- [BRIEF]: Each line below should be quoted exactly, please.

*** Opening of MATERIAL SUPPLIED ***

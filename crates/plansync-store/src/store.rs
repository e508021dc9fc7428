//! The remote document store contract

use crate::error::StoreError;
use crate::preview::PreviewRef;
use plansync_document::{DesignPayload, DocumentId, NewDocument, ProjectDocument, Revision};
use serde::{Deserialize, Serialize};

/// Durable storage for project documents
///
/// Implementations must make `write` an atomic compare-and-swap on the
/// document revision: the write is applied only if `believed_revision`
/// equals the stored revision, and the store alone assigns the next one.
///
/// Transport-class failures are reported as `Err(StoreError::Transport)`.
/// Conflicts and validation rejections are reported as `Ok(WriteOutcome)`
/// so that a retry layer can never replay a rejected write.
#[async_trait::async_trait]
pub trait ProjectDocumentStore: Send + Sync {
    /// Fetch the current version of a document
    async fn read(&self, id: &DocumentId) -> Result<ProjectDocument, StoreError>;

    /// Persist a new document at [`Revision::INITIAL`]
    async fn create(&self, draft: NewDocument) -> Result<ProjectDocument, StoreError>;

    /// Revision-checked payload write
    async fn write(&self, request: WriteRequest) -> Result<WriteOutcome, StoreError>;

    /// Update metadata; never changes the revision
    async fn update_metadata(&self, id: &DocumentId, patch: MetadataPatch)
        -> Result<(), StoreError>;
}

/// Compare-and-swap write request
#[derive(Debug, Clone, PartialEq)]
pub struct WriteRequest {
    pub id: DocumentId,
    pub believed_revision: Revision,
    pub payload: DesignPayload,
    pub preview: Option<PreviewRef>,
}

impl WriteRequest {
    /// Create write request without preview
    #[inline]
    #[must_use]
    pub fn new(id: DocumentId, believed_revision: Revision, payload: DesignPayload) -> Self {
        Self {
            id,
            believed_revision,
            payload,
            preview: None,
        }
    }

    /// Attach preview reference
    #[inline]
    #[must_use]
    pub fn with_preview(mut self, preview: Option<PreviewRef>) -> Self {
        self.preview = preview;
        self
    }
}

/// Business outcome of a write
#[derive(Debug, Clone, PartialEq)]
pub enum WriteOutcome {
    /// Write applied; carries the stored document at its new revision
    Accepted(ProjectDocument),
    /// Believed revision was stale
    Conflict {
        server_revision: Revision,
        server_payload: DesignPayload,
    },
    /// Payload refused (size, shape)
    Rejected { message: String },
}

/// Metadata update
#[derive(Debug, Clone, Default, PartialEq, Eq, Serialize, Deserialize)]
pub struct MetadataPatch {
    pub name: Option<String>,
}

impl MetadataPatch {
    /// Rename patch
    #[inline]
    #[must_use]
    pub fn rename(name: impl Into<String>) -> Self {
        Self {
            name: Some(name.into()),
        }
    }
}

*** Close of MATERIAL SUPPLIED ***

- [RESPONSE TO THIS EXERCISE]:
filename crates/plansync-store/src/store.rs
repository e508021dc9fc7428
//! The remote document store contract

use crate::error::StoreError;
use crate::preview::PreviewRef;
use plansync_document::{DesignPayload, DocumentId, NewDocument, ProjectDocument, Revision};
use serde::{Deserialize, Serialize};

/// Durable storage for project documents
///
/// Implementations must make `write` an atomic compare-and-swap on the
/// document revision: the write is applied only if `believed_revision`
/// equals the stored revision, and the store alone assigns the next one.
///
/// Transport-class failures are reported as `Err(StoreError::Transport)`.
/// Conflicts and validation rejections are reported as `Ok(WriteOutcome)`
/// so that a retry layer can never replay a rejected write.
#[async_trait::async_trait]
pub trait ProjectDocumentStore: Send + Sync {
    /// Fetch the current version of a document
    async fn read(&self, id: &DocumentId) -> Result<ProjectDocument, StoreError>;

    /// Persist a new document at [`Revision::INITIAL`]
    async fn create(&self, draft: NewDocument) -> Result<ProjectDocument, StoreError>;

    /// Revision-checked payload write
    async fn write(&self, request: WriteRequest) -> Result<WriteOutcome, StoreError>;

    /// Update metadata; never changes the revision
    async fn update_metadata(&self, id: &DocumentId, patch: MetadataPatch)
        -> Result<(), StoreError>;
}

/// Compare-and-swap write request
#[derive(Debug, Clone, PartialEq)]
pub struct WriteRequest {
    pub id: DocumentId,
    pub believed_revision: Revision,
    pub payload: DesignPayload,
    pub preview: Option<PreviewRef>,
}

impl WriteRequest {
    /// Create write request without preview
    #[inline]
    #[must_use]
    pub fn new(id: DocumentId, believed_revision: Revision, payload: DesignPayload) -> Self {
        Self {
            id,
            believed_revision,
            payload,
            preview: None,
        }
    }

    /// Attach preview reference
    #[inline]
    #[must_use]
    pub fn with_preview(mut self, preview: Option<PreviewRef>) -> Self {
        self.preview = preview;
        self
    }
}

/// Business outcome of a write
#[derive(Debug, Clone, PartialEq)]
pub enum WriteOutcome {
    /// Write applied; carries the stored document at its new revision
    Accepted(ProjectDocument),
    /// Believed revision was stale
    Conflict {
        server_revision: Revision,
        server_payload: DesignPayload,
    },
    /// Payload refused (size, shape)
    Rejected { message: String },
}

/// Metadata update
#[derive(Debug, Clone, Default, PartialEq, Eq, Serialize, Deserialize)]
pub struct MetadataPatch {
    pub name: Option<String>,
}

impl MetadataPatch {
    /// Rename patch
    #[inline]
    #[must_use]
    pub fn rename(name: impl Into<String>) -> Self {
        Self {
            name: Some(name.into()),
        }
    }
}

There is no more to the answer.